Prediction of thermal conductivity of micro/nano porous dielectric materials: Theoretical model and impact factors

Abstract With the stupendous latent of microscale and nanoscale technologies in energy conversion and utilization, the design and analysis of porous dielectric materials with open cells have required a more accurate calculation of the radiative thermal conductivity. This work introduces a mathematical model to accurately calculate the radiative thermal conductivity of micro/nanoscale porous open cell structures. Due to the limitations of the existing radiative thermal conductivity models, a full-scale method based on the Rosseland diffusion equation is proposed.

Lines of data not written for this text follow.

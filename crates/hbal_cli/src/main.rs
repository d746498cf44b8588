// crates/hbal_cli/src/main.rs
//
// hbal — CLI entrypoint for the cluster placement and balancing engine.
// Drives the loader, the group dispatcher, and the greedy balancer, then
// renders whichever reports the flags asked for. Strictly offline and
// deterministic: no network, no OS RNG, no live cluster mutation.

mod args;
mod exit;

use std::fs;
use std::io::Write;
use std::path::{Path, PathBuf};
use std::process::ExitCode;

use args::{parse_and_validate, Args};
use hbal_algo::moves::MoveOptions;
use hbal_core::units::DynUtil;
use hbal_core::ClusterData;
use hbal_io::merge::MergeInput;
use hbal_io::text::RawCluster;
use hbal_pipeline::balance::{balance, BalanceOptions};
use hbal_pipeline::group_dispatch::{select_group, sub_cluster_for_group};
use std::collections::BTreeMap;

fn main() -> ExitCode {
    let args = match parse_and_validate() {
        Ok(a) => a,
        Err(e) => {
            eprintln!("hbal: error: {e}");
            return exit::cli_parse();
        }
    };

    init_tracing(&args);

    match run(args) {
        Ok(code) => code,
        Err(e) => {
            eprintln!("hbal: error: {e}");
            exit::algorithmic()
        }
    }
}

fn init_tracing(args: &Args) {
    use tracing_subscriber::EnvFilter;

    let default_level = if args.quiet {
        "warn"
    } else {
        match args.verbose {
            0 => "info",
            1 => "debug",
            _ => "trace",
        }
    };
    let filter = EnvFilter::try_from_default_env().unwrap_or_else(|_| EnvFilter::new(default_level));
    let _ = tracing_subscriber::fmt().with_env_filter(filter).with_writer(std::io::stderr).try_init();
}

fn run(args: Args) -> Result<ExitCode, String> {
    if args.luxi.is_some() {
        return Err("--luxi: not implemented (live job-queue RPC is out of scope)".to_string());
    }

    tracing::info!("loading cluster snapshot");
    let raw = load_raw(&args)?;

    let input = MergeInput {
        raw,
        util_overlay: BTreeMap::<String, DynUtil>::new(),
        extags: args.exclusion_tags_list(),
        selinsts: args.select_instances_list(),
        exinsts: args.exclude_instances_list(),
    };
    let mut cluster = hbal_io::load_cluster(input).map_err(|e| e.to_string())?;
    apply_policy_overrides(&mut cluster, &args);

    let group_idx = select_group(&cluster, args.group.as_deref()).map_err(|e| e.to_string())?;
    let sub_cluster = sub_cluster_for_group(&cluster, group_idx);

    let move_opts = MoveOptions {
        no_disk_moves: args.no_disk_moves,
        no_instance_moves: args.no_instance_moves,
        evac_mode: args.evac_mode,
        restricted_migration: args.restricted_migration,
        exclusion_tags: args.exclusion_tags_list(),
    };
    let default_balance = BalanceOptions::default();
    let balance_opts = BalanceOptions {
        moves: move_opts,
        min_score: args.min_score.unwrap_or(default_balance.min_score),
        max_length: args.max_length,
        min_gain: args.min_gain.unwrap_or(default_balance.min_gain),
        min_gain_limit: args.min_gain_limit.unwrap_or(default_balance.min_gain_limit),
    };

    tracing::info!(
        initial_score = hbal_algo::score::compute_score(&sub_cluster),
        "starting balance"
    );
    let result = balance(&sub_cluster, &balance_opts);
    tracing::info!(
        placements = result.placements.len() as u64,
        final_score = result.final_score,
        "balance complete"
    );

    render_outputs(&args, &sub_cluster, &result)?;

    if !args.quiet && !args.machine_readable_on() {
        println!(
            "hbal: {} placements, score {:.6} -> {:.6}",
            result.placements.len(),
            result.initial_score,
            result.final_score
        );
    } else if args.machine_readable_on() {
        println!("placements={} initial_score={:.6} final_score={:.6}",
            result.placements.len(), result.initial_score, result.final_score);
    }

    Ok(exit::success())
}

fn load_raw(args: &Args) -> Result<RawCluster, String> {
    if let Some(path) = &args.text_data {
        let text = fs::read_to_string(path).map_err(|e| format!("--text-data {}: {e}", path.display()))?;
        return hbal_io::parse_text(&text).map_err(|e| e.to_string());
    }
    if let Some(dir) = &args.rapi {
        let groups = read_json(dir, "groups.json")?;
        let nodes = read_json(dir, "nodes.json")?;
        let instances = read_json(dir, "instances.json")?;
        let tags = read_json(dir, "tags.json")?;
        return hbal_io::json::parse_rapi(&groups, &nodes, &instances, &tags).map_err(|e| e.to_string());
    }
    Err("no input source given".to_string())
}

fn read_json(dir: &Path, file: &str) -> Result<serde_json::Value, String> {
    let path = dir.join(file);
    let text = fs::read_to_string(&path).map_err(|e| format!("--rapi {}: {e}", path.display()))?;
    serde_json::from_str(&text).map_err(|e| format!("--rapi {}: {e}", path.display()))
}

/// Apply `--max-cpu`/`--min-disk` overrides to every node's N+1 thresholds
///. These fields default to the Loader's built-in constants
/// (`m_cpu = 4.0`, `m_dsk = 0.0`) and are never set from the textual/remote
/// snapshot itself, so the CLI is the only place that overrides them.
fn apply_policy_overrides(cluster: &mut ClusterData, args: &Args) {
    if args.max_cpu.is_none() && args.min_disk.is_none() {
        return;
    }
    let idxs: Vec<_> = cluster.nodes.keys().collect();
    for idx in idxs {
        cluster.nodes.update(idx, |mut n| {
            if let Some(max_cpu) = args.max_cpu {
                n.m_cpu = max_cpu;
            }
            if let Some(min_disk) = args.min_disk {
                n.m_dsk = min_disk;
            }
            n
        });
    }
}

fn render_outputs(args: &Args, cluster_before: &ClusterData, result: &hbal_pipeline::balance::BalanceResult) -> Result<(), String> {
    if let Some(spec) = &args.print_nodes {
        let fields: Vec<String> = if spec.is_empty() {
            hbal_report::node_table::DEFAULT_FIELDS.iter().map(|s| s.to_string()).collect()
        } else {
            hbal_report::parse_node_fields(spec)
        };
        println!("Initial cluster status:");
        println!("{}", hbal_report::render_node_table(cluster_before.nodes.elems(), &fields));
        println!("Final cluster status:");
        println!("{}", hbal_report::render_node_table(result.final_cluster.nodes.elems(), &fields));
    }

    if args.print_instances {
        let fields: Vec<String> =
            hbal_report::instance_table::DEFAULT_FIELDS.iter().map(|s| s.to_string()).collect();
        println!("{}", hbal_report::render_instance_table(&result.final_cluster, &fields));
    }

    if !args.quiet && !args.machine_readable_on() && !result.placements.is_empty() {
        println!("{}", hbal_report::render_move_list(cluster_before, &result.placements));
    }

    if let Some(target) = &args.print_commands {
        let script = hbal_report::render_shell_script(cluster_before, &result.placements);
        write_report(target, &script)?;
    }

    if let Some(path) = &args.save_cluster {
        let before_raw = hbal_io::to_raw_cluster(cluster_before);
        let after_raw = hbal_io::to_raw_cluster(&result.final_cluster);
        write_bytes_atomically(path, hbal_io::serialize_text(&before_raw).as_bytes())
.map_err(|e| format!("--save-cluster {}: {e}", path.display()))?;
        let after_path = after_path_for(path);
        write_bytes_atomically(&after_path, hbal_io::serialize_text(&after_raw).as_bytes())
.map_err(|e| format!("--save-cluster {}: {e}", after_path.display()))?;
    }

    Ok(())
}

fn after_path_for(path: &Path) -> PathBuf {
    let mut s = path.as_os_str().to_owned();
    s.push(".balanced");
    PathBuf::from(s)
}

fn write_report(target: &str, content: &str) -> Result<(), String> {
    if target == "-" {
        print!("{content}");
        Ok(())
    } else {
        write_bytes_atomically(Path::new(target), content.as_bytes())
.map_err(|e| format!("--print-commands {target}: {e}"))
    }
}

/// Write bytes with a single trailing LF and atomic rename.
fn write_bytes_atomically(path: &Path, bytes: &[u8]) -> std::io::Result<()> {
    let tmp = tmp_path_for(path);
    {
        let mut f = fs::File::create(&tmp)?;
        f.write_all(bytes)?;
        if !bytes.last().is_some_and(|b| *b == b'\n') {
            f.write_all(b"\n")?;
        }
        f.sync_all()?;
    }
    fs::rename(&tmp, path)?;
    Ok(())
}

fn tmp_path_for(final_path: &Path) -> PathBuf {
    let mut s = final_path.as_os_str().to_owned();
    s.push(".tmp");
    PathBuf::from(s)
}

Combining this full-scale Rosseland diffusion equation and fractal thermal conduction methods, the predicted total thermal conductivity values were well matched with the experimental results for various microscale and nanoscale porous open cell dielectric materials, with less than 15% error. Besides, seven influential factors on the thermal conductivity including cell size, porosity, cellular pore shape, volume specific surface area, temperature, refractive index, and extinction index were extensively investigated. The results show that the thermal conductivity of porous open cell materials mainly decreased with an increase in extinction index and/or the porous structure's volume specific surface area but increased with increase in temperature. This certainly indicated the potential of the full-scale Rosseland diffusion method for use in the design of specific micro/nanoscale porous dielectric structures like polymer foam in the personal energy management device or the silica aerogel in radiative cooling system.